College By… Subscription?
Is subscription-based online education a successful strategy for remedial education? Burck Smith, co-founder of SMARTHINKING argues in a September publication that “call center” style online courses would prove more affordable for both students and colleges.
“According to one recent report, the cost of offering these courses exceeds $2 billion a year, of which approximately $800 million is borne by students and families in tuition and fees,” writes Burck for the American Enterprise Institute (AEI) Educational Outlook. He was referring to the 2008 Strong American Schools Diploma to Nowhere report, which was based on 2004-05 Department of Education data and measured the costs of remedial education at public two- and four-year schools.
The SAS study, a program of the Rockefeller Philanthropy Advisors, found that during the 2004-05 academic year blacks, hispanics, low-income students and students whose parents had a “High school diploma or less” were more likely to be enrolled in remedial courses.
Demand for remedial education is more prevalent at community colleges, National Center for Education Statistics (NCES) data shows. Forty-two percent of freshman students at public 2-year colleges enrolled in remedial courses in the Fall of 2000. In contrast, between 12 and 24 percent of freshmen at public 4-year colleges enrolled in remedial courses that semester.

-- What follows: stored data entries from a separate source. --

//! Catalog Views
//!
//! Formats the tag-grouped and flat catalog views as text for the terminal.
//! Sorting by display name happens here, not in the indexer.

use crate::catalog::tags::TagIndex;
use crate::catalog::{CatalogSource, GameEntry};
use chrono::DateTime;
use comfy_table::presets::UTF8_BORDERS_ONLY;
use comfy_table::Table;
use owo_colors::OwoColorize;

/// Format a section heading with bold/underline.
pub fn format_section_heading(title: &str) -> String {
    format!("{}", title.bold().underline())
}

/// Render epoch seconds as a `YYYY-MM-DD` date, empty when absent or out of
/// range.
pub fn format_last_play_time(seconds: Option<u64>) -> String {
    seconds
        .and_then(|s| DateTime::from_timestamp(s as i64, 0))
        .map(|dt| dt.format("%Y-%m-%d").to_string())
        .unwrap_or_default()
}

fn source_label(source: CatalogSource) -> &'static str {
    match source {
        CatalogSource::Steam => "Steam",
        CatalogSource::NonSteam => "Non-Steam",
    }
}

/// One-line-per-bucket overview of the tag index.
pub fn format_tag_overview(index: &TagIndex) -> String {
    let mut out = String::new();
    out.push_str(&format!("{}\n\n", format_section_heading("Tags")));
    if index.is_empty() {
        out.push_str("No games in the catalog. Run a sync first.\n");
        return out;
    }
    let mut table = Table::new();
    table.load_preset(UTF8_BORDERS_ONLY);
    table.set_header(vec!["Tag", "Games"]);
    for (name, entries) in index.buckets() {
        table.add_row(vec![name.to_string(), entries.len().to_string()]);
    }
    out.push_str(&format!("{table}\n"));
    out
}

/// Game listing under a heading, sorted case-insensitively by display name.
pub fn format_game_rows(title: &str, entries: &[GameEntry]) -> String {
    let mut out = String::new();
    out.push_str(&format!("{}\n\n", format_section_heading(title)));
    if entries.is_empty() {
        out.push_str("No games.\n");
        return out;
    }

    let mut sorted: Vec<&GameEntry> = entries.iter().collect();
    sorted.sort_by_key(|entry| entry.app_name.to_lowercase());

    let mut table = Table::new();
    table.load_preset(UTF8_BORDERS_ONLY);
    table.set_header(vec!["Name", "AppId", "Source", "Last played"]);
    for entry in sorted {
        table.add_row(vec![
            entry.app_name.clone(),
            entry.app_id.clone(),
            source_label(entry.source).to_string(),
            format_last_play_time(entry.last_play_time),
        ]);
    }
    out.push_str(&format!("{table}\n\nTotal: {} games.\n", entries.len()));
    out
}

/// Flat view over both catalogs.
pub fn format_all_games(steam: &[GameEntry], non_steam: &[GameEntry]) -> String {
    let combined: Vec<GameEntry> = steam.iter().chain(non_steam).cloned().collect();
    format_game_rows("All Games", &combined)
}

#[cfg(test)]
mod tests {
    use super::*;
    use crate::catalog::CatalogSource;

    fn entry(name: &str, source: CatalogSource) -> GameEntry {
        GameEntry::new("1", name, source)
    }

    #[test]
    fn test_format_last_play_time() {
        assert_eq!(format_last_play_time(Some(1_700_000_000)), "2023-11-14");
        assert_eq!(format_last_play_time(None), "");
    }

    #[test]
    fn test_rows_sorted_case_insensitively() {
        let entries = vec![
            entry("zebra", CatalogSource::Steam),
            entry("Apple", CatalogSource::NonSteam),
        ];
        let text = format_game_rows("All Games", &entries);
        let apple = text.find("Apple").unwrap();
        let zebra = text.find("zebra").unwrap();
        assert!(apple < zebra);
        assert!(text.contains("Total: 2 games."));
    }

    #[test]
    fn test_empty_listing_has_hint() {
        let index = TagIndex::build(&[], &[]);
        let text = format_tag_overview(&index);
        assert!(text.contains("Run a sync first"));
    }
}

“Of students taking developmental courses, data suggest that 40–50 percent will not complete the developmental sequence,” writes Burck. “Of those who do, only 29 percent will complete a bachelor’s degree.”
“According to these numbers, any student who places into developmental education has only a 13 percent chance of eventually receiving a bachelor’s degree.”

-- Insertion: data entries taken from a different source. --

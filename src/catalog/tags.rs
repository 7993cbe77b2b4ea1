//! Tag Index
//!
//! Groups entries from both catalogs into tag buckets for presentation.
//! Buckets are not mutually exclusive: an entry appears once in every
//! bucket named by a value of its tag mapping. Entries with an empty
//! mapping land in a dedicated uncategorized bucket, surfaced last.

use crate::catalog::GameEntry;
use std::collections::BTreeMap;

/// Display name of the bucket collecting untagged entries.
pub const UNCATEGORIZED: &str = "Uncategorized";

/// Tag-grouped view over both catalogs.
#[derive(Debug, Default)]
pub struct TagIndex {
    buckets: BTreeMap<String, Vec<GameEntry>>,
    uncategorized: Vec<GameEntry>,
}

impl TagIndex {
    /// Group steam entries, then non-steam entries, by tag name.
    ///
    /// Within a bucket, entries keep the order of that concatenation; any
    /// sorting is the presentation layer's concern.
    pub fn build(steam: &[GameEntry], non_steam: &[GameEntry]) -> Self {
        let mut index = TagIndex::default();
        for entry in steam.iter().chain(non_steam) {
            index.insert(entry);
        }
        index
    }

    fn insert(&mut self, entry: &GameEntry) {
        if entry.tags.is_empty() {
            self.uncategorized.push(entry.clone());
            return;
        }
        let mut seen: Vec<&str> = Vec::with_capacity(entry.tags.len());
        for name in entry.tag_names() {
            // An entry joins each bucket at most once, even with duplicate
            // tag values under different ids.
            if seen.contains(&name) {
                continue;
            }
            seen.push(name);
            self.buckets
                .entry(name.to_string())
                .or_default()
                .push(entry.clone());
        }
    }

    /// Buckets in lexicographic tag order, with the uncategorized bucket
    /// last and only when non-empty.
    pub fn buckets(&self) -> impl Iterator<Item = (&str, &[GameEntry])> {
        self.buckets
            .iter()
            .map(|(name, entries)| (name.as_str(), entries.as_slice()))
            .chain(
                (!self.uncategorized.is_empty())
                    .then_some((UNCATEGORIZED, self.uncategorized.as_slice())),
            )
    }

    /// Entries of one bucket by name; `UNCATEGORIZED` selects the untagged
    /// bucket.
    pub fn bucket(&self, name: &str) -> Option<&[GameEntry]> {
        if name == UNCATEGORIZED {
            return (!self.uncategorized.is_empty()).then_some(self.uncategorized.as_slice());
        }
        self.buckets.get(name).map(Vec::as_slice)
    }

    pub fn is_empty(&self) -> bool {
        self.buckets.is_empty() && self.uncategorized.is_empty()
    }
}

If 40 percent or more of students will fail to complete their remedial coursework—and some of them do so because they are bored by the slow academic pace—then it makes little sense to “punish” those who end their courses early, Burck argues. Instead, a $100-per-month college subscription provides a cost-incentive for good academic behavior and spares early dropouts from unnecessary debt.
However, Burck’s calculations focus more on decreasing academic costs rather than raising academic proficiency. “Based on these assumptions, a subscription model can deliver savings of over 50 percent, and many students who would otherwise be poorer with little or nothing to show for it will have spent only $100 to test the postsecondary waters,” he writes.
Burck’s estimated “savings” charts also show the “drop, fail, withdraw” as remaining at 40 percent under this model, in order to make the comparison relevant. However, one might question whether controlling costs—or increasing the number of disadvantaged students able to succeed in college-level studies—constitutes a better emphasis for remedial education.
Bethany Stotts is a staff writer at Accuracy in Academia.